Already on GitHub? Sign in to your account

Segfault testing src/sage/libs/gap/element.pyx on python 3.12 #37026

Open
tornaria opened this issue Jan 7, 2024 · 13 comments · May be fixed by #37951
Open

Segfault testing src/sage/libs/gap/element.pyx on python 3.12 #37026

tornaria opened this issue Jan 7, 2024 · 13 comments · May be fixed by #37951
Labels
Milestone

Comments

@tornaria
Copy link
Contributor

tornaria commented Jan 7, 2024

Concerning the error in src/sage/libs/gap/element.pyx, it happens in line 2489:

for i in range(100):
        rnd = [ randint(-10,10) for i in range(randint(0,7)) ]
        # compute the sum in GAP
        _ = libgap.Sum(rnd)
        try:
            libgap.Sum(*rnd)
            print('This should have triggered a ValueError')
            print('because Sum needs a list as argument')
        except ValueError:
            pass

getting Killed due to segmentation fault. Running this code in the terminal works, the error appears only in tests and with python 3.12.

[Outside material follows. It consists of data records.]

//! BEL graph export.
//!
//! Each association becomes one directed `association` edge from its miRNA
//! node to its disease-or-gene node. Nodes are keyed by entity reference, so
//! an entity shared by several associations appears once.

use petgraph::graph::{DiGraph, NodeIndex};
use petgraph::visit::EdgeRef;
use serde::Serialize;
use std::collections::HashMap;
use std::fmt::{self, Write as _};
use uuid::Uuid;

use crate::association::AssociationRecord;
use crate::entity::{EntityKind, EntityRecord, EntityRef};
use crate::{Error, Result};

/// Namespace written into exported BEL terms.
pub const NAMESPACE: &str = "SCAIMC";

pub const RELATION: &str = "association";

#[derive(Debug, Clone, PartialEq, Eq, Serialize)]
pub struct BelNode {
    pub entity: EntityRef,
    pub kind: EntityKind,
    pub name: String,
}

impl BelNode {
    /// BEL term, e.g. `m(SCAIMC:"miR-21")`.
    #[must_use]
    pub fn to_bel(&self) -> String {
        format!(
            "{}({}:\"{}\")",
            self.kind.bel_function(),
            NAMESPACE,
            escape(&self.name)
        )
    }
}

#[derive(Debug, Clone, PartialEq, Eq, Serialize)]
pub struct BelEdge {
    pub association: Uuid,
    pub relation: &'static str,
    pub label: String,
    pub interaction: String,
    pub interaction_type: String,
    pub pubmed_id: String,
    pub pair_id: String,
    pub evidence: String,
}

impl BelEdge {
    fn from_association(rec: &AssociationRecord) -> Self {
        Self {
            association: rec.id,
            relation: RELATION,
            label: rec.label().to_string(),
            interaction: rec.interaction.clone(),
            interaction_type: rec.interaction_type.clone(),
            pubmed_id: rec.pubmed_id.clone(),
            pair_id: rec.pair_id.clone(),
            evidence: rec.sentence.clone(),
        }
    }
}

#[derive(Debug, Default)]
pub struct BelGraph {
    graph: DiGraph<BelNode, BelEdge>,
    nodes: HashMap<EntityRef, NodeIndex>,
}

impl BelGraph {
    #[must_use]
    pub fn new() -> Self {
        Self::default()
    }

    /// Add a node for `entity`, or return the existing one.
    pub fn add_entity(&mut self, entity: &EntityRecord) -> NodeIndex {
        if let Some(idx) = self.nodes.get(&entity.id) {
            return *idx;
        }

        let idx = self.graph.add_node(BelNode {
            entity: entity.id,
            kind: entity.kind,
            name: entity.term.clone(),
        });
        self.nodes.insert(entity.id, idx);
        idx
    }

    pub fn add_association(
        &mut self,
        rec: &AssociationRecord,
        entities: &HashMap<EntityRef, EntityRecord>,
    ) -> Result<()> {
        let source = self.add_entity(lookup(entities, rec.e1, EntityKind::Mirna)?);
        let target = self.add_entity(lookup(entities, rec.e2, EntityKind::DiseaseOrGene)?);

        self.graph
            .add_edge(source, target, BelEdge::from_association(rec));
        Ok(())
    }

    #[must_use]
    pub fn node_count(&self) -> usize {
        self.graph.node_count()
    }

    #[must_use]
    pub fn edge_count(&self) -> usize {
        self.graph.edge_count()
    }

    pub fn nodes(&self) -> impl Iterator<Item = &BelNode> {
        self.graph.node_weights()
    }

    pub fn edges(&self) -> impl Iterator<Item = &BelEdge> {
        self.graph.edge_weights()
    }

    /// `(source, edge, target)` for every edge, in insertion order.
    pub fn triples(&self) -> impl Iterator<Item = (&BelNode, &BelEdge, &BelNode)> {
        self.graph
            .edge_references()
            .map(|e| (&self.graph[e.source()], e.weight(), &self.graph[e.target()]))
    }

    #[must_use]
    pub fn node(&self, entity: EntityRef) -> Option<&BelNode> {
        self.nodes.get(&entity).map(|idx| &self.graph[*idx])
    }

    #[must_use]
    pub fn inner(&self) -> &DiGraph<BelNode, BelEdge> {
        &self.graph
    }

    /// Render as a BEL script: one statement per edge, each preceded by its
    /// citation and evidence annotations.
    pub fn to_bel_script(&self) -> std::result::Result<String, fmt::Error> {
        let mut out = String::new();
        writeln!(out, "SET DOCUMENT Name = \"SCAI miRNA Corpus\"")?;
        writeln!(out, "DEFINE NAMESPACE {NAMESPACE} AS PATTERN \".*\"")?;
        writeln!(out, "DEFINE ANNOTATION InteractionType AS PATTERN \".*\"")?;

        for (source, edge, target) in self.triples() {
            writeln!(out)?;
            writeln!(out, "SET Citation = {{\"PubMed\", \"{}\"}}", escape(&edge.pubmed_id))?;
            writeln!(out, "SET Evidence = \"{}\"", escape(&edge.evidence))?;
            if !edge.interaction_type.is_empty() {
                writeln!(
                    out,
                    "SET InteractionType = \"{}\"",
                    escape(&edge.interaction_type)
                )?;
            }
            writeln!(out, "{} {} {}", source.to_bel(), edge.relation, target.to_bel())?;
            writeln!(out, "UNSET ALL")?;
        }

        Ok(out)
    }

    /// Node-link JSON with `source`/`target` as node positions.
    pub fn to_json(&self) -> serde_json::Result<String> {
        #[derive(Serialize)]
        struct Link<'a> {
            source: usize,
            target: usize,
            #[serde(flatten)]
            edge: &'a BelEdge,
        }

        #[derive(Serialize)]
        struct NodeLink<'a> {
            directed: bool,
            nodes: Vec<&'a BelNode>,
            links: Vec<Link<'a>>,
        }

        let doc = NodeLink {
            directed: true,
            nodes: self.graph.node_weights().collect(),
            links: self
                .graph
                .edge_references()
                .map(|e| Link {
                    source: e.source().index(),
                    target: e.target().index(),
                    edge: e.weight(),
                })
                .collect(),
        };

        serde_json::to_string_pretty(&doc)
    }
}

/// Project `associations` into a graph, resolving their entity keys through
/// `entities`.
pub fn to_graph(
    associations: &[AssociationRecord],
    entities: &HashMap<EntityRef, EntityRecord>,
) -> Result<BelGraph> {
    let mut graph = BelGraph::new();
    for rec in associations {
        graph.add_association(rec, entities)?;
    }
    Ok(graph)
}

fn lookup(
    entities: &HashMap<EntityRef, EntityRecord>,
    id: EntityRef,
    kind: EntityKind,
) -> Result<&EntityRecord> {
    entities
        .get(&id)
        .filter(|e| e.kind == kind)
        .ok_or(Error::EntityNotFound {
            kind,
            id: id.as_uuid(),
        })
}

fn escape(value: &str) -> String {
    value.replace('\\', "\\\\").replace('"', "\\\"")
}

Originally posted by @enriqueartal in #37011 (comment)

@tornaria tornaria changed the title Segfault testing src/sage/libs/gap/element.pyx Segfault testing src/sage/libs/gap/element.pyx on python 3.12 Jan 7, 2024
@tornaria tornaria added the t: bug label Jan 7, 2024
@dimpase
Copy link
Member

dimpase commented Jan 7, 2024

my eyes bleed from this line:

        rnd = [ randint(-10,10) for i in range(randint(0,7)) ]

How about

        rnd = random.choices(range(-10,10), k=randint(0,7))

?

See https://docs.python.org/3/library/random.html#random.choices

@dimpase
Copy link
Member

dimpase commented Jan 7, 2024

maybe it segfaults on libgap.Sum(*rnd) when rnd==[] ?

@dimpase
Copy link
Member

dimpase commented Mar 11, 2024

This also pops up on Fedora 39 with system Python 3.12, see e.g. https://groups.google.com/g/sage-release/c/oTnTrEnB3YU/m/tZiLm66ZAwAJ

@dimpase
Copy link
Member

dimpase commented Mar 11, 2024

But I can't reproduce this with Python 3.12.2

@enriqueartal
Copy link
Contributor

Is it possible that both @jaapspies and me are missing some python3 system package?

@enriqueartal
Copy link
Contributor

At some point this segfault occured only in tests, now it happens also in the command line

@kiwifb
Copy link
Member

kiwifb commented Apr 22, 2024

my eyes bleed from this line:

        rnd = [ randint(-10,10) for i in range(randint(0,7)) ]

How about

        rnd = random.choices(range(-10,10), k=randint(0,7))

?

See https://docs.python.org/3/library/random.html#random.choices

Tried that but it does not have an effect

sage: import random ## line 2490 ##
sage: for i in range(100):
    rnd = random.choices(range(-10,10), k=randint(0,7))
    # compute the sum in GAP
    _ = libgap.Sum(rnd)
    try:
        libgap.Sum(*rnd)
        print('This should have triggered a ValueError')
        print('because Sum needs a list as argument')
    except ValueError:
        pass ## line 2491 ##
------------------------------------------------------------------------
/usr/lib/python3.12/site-packages/cysignals/signals.cpython-312-x86_64-linux-gnu.so(+0xa0d4)[0x7fbe2865c0d4]
/usr/lib/python3.12/site-packages/cysignals/signals.cpython-312-x86_64-linux-gnu.so(+0xa196)[0x7fbe2865c196]
/usr/lib/python3.12/site-packages/cysignals/signals.cpython-312-x86_64-linux-gnu.so(+0xcbf6)[0x7fbe2865ebf6]
/usr/lib64/libc.so.6(+0x3a210)[0x7fbe2945f210]

@tornaria
Copy link
Contributor Author

There's a more detailed trace in #36407 (comment)

@antonio-rojas
Copy link
Contributor

antonio-rojas commented May 1, 2024

Caused by GCC commit https://gcc.gnu.org/git/?p=gcc.git;a=commit;h=049ec9b981d1f4f97736061d5cf7d0ae990b57d7

Upstream report: https://gcc.gnu.org/bugzilla/show_bug.cgi?id=114872

Can be reproduced by calling any libgap function in exactly 3 parameters, eg. libgap.AbelianGroup(0,0,0)

@dimpase
Copy link
Member

dimpase commented May 3, 2024

@sheerluck has kindly disassembled broken element....so, resulting from compilation of element.c. I report the result here:
https://gcc.gnu.org/bugzilla/show_bug.cgi?id=114872#c12
(that is, code generation is broken, the call to GAP_CallFunc3Args() is formed with one parameter less than it should be)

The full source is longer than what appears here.